The Parliamentary Elections Act governs the display of posters and banners during the campaign period. The campaign period is defined as the period beginning with the close of the nomination proceedings and ending with the start of the eve of polling day. Once the campaign period starts, the display of posters and banners must be subject to a permit that is issued by the Returning Officer.
As the campaign period has not commenced, the rules relating to the display of posters and banners under the Parliamentary Elections (Election Advertising) Regulations do not apply at this time.
The display of poster and banners outside of the campaign period is governed by other legislation.”
In response to further queries, the ELD had allegedly added:
“As long as the display of flags are not for election activity , i.e. advertising for the purpose of procuring the election of any candidate, they can display the flags as long as they comply with current regulations of the premise owners where the flags are to be planted.”
Chow then ended his letter questioning why opposition parties don’t seem to be displaying their flags, if abiding to regulations of premise owners on where the flags are to be planted is all that is needed prior to the campaign period.

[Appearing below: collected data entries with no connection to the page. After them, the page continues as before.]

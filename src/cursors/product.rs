use crate::cursor::Cursor;
use crate::error::{Result, SeqCombError};
use crate::sequence::Sequence;

/// Cursor over the row-major cartesian product of a cursor and a sequence
///
/// For every element `x` of the outer cursor, in order, yields `(x, y)` for
/// every element `y` of a fresh traversal of the inner sequence. The outer
/// element is cloned once per pairing.
pub struct Product<A: Cursor, S: Sequence> {
    outer: A,
    inner: S,
    current: Option<(A::Item, S::Cursor)>,
}

impl<A: Cursor, S: Sequence> Product<A, S> {
    pub fn new(outer: A, inner: S) -> Self {
        Product {
            outer,
            inner,
            current: None,
        }
    }
}

impl<A, S> Cursor for Product<A, S>
where
    A: Cursor,
    A::Item: Clone,
    S: Sequence,
{
    type Item = (A::Item, S::Item);

    fn has_next(&mut self) -> bool {
        loop {
            if let Some((_, row)) = self.current.as_mut() {
                if row.has_next() {
                    return true;
                }
            }
            if !self.outer.has_next() {
                self.current = None;
                return false;
            }
            match self.outer.next() {
                Ok(head) => {
                    tracing::trace!("advancing product outer element");
                    self.current = Some((head, self.inner.cursor()));
                }
                Err(_) => {
                    self.current = None;
                    return false;
                }
            }
        }
    }

    fn next(&mut self) -> Result<Self::Item> {
        match (self.has_next(), self.current.as_mut()) {
            (true, Some((head, row))) => Ok((head.clone(), row.next()?)),
            _ => Err(SeqCombError::exhausted()),
        }
    }
}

Flagging out the display of political flags
Given the lack of context of the video, we rate the claim that the flag was put up in light of the upcoming elections as unproven.
ELD has clarified with us in an email about the rules surrounding the display of banners. Their clarification is as follows:
“The rules and regulations for posters and banners under the Parliamentary Elections Act are effective only during elections. Outside of the election period, the display of party posters, banners, flags etc. are subject to other regulations and the approval of the premises owner.”
We have also reached out to the PAP for clarification on whether they are aware of this incident, and will update the article when we get a response.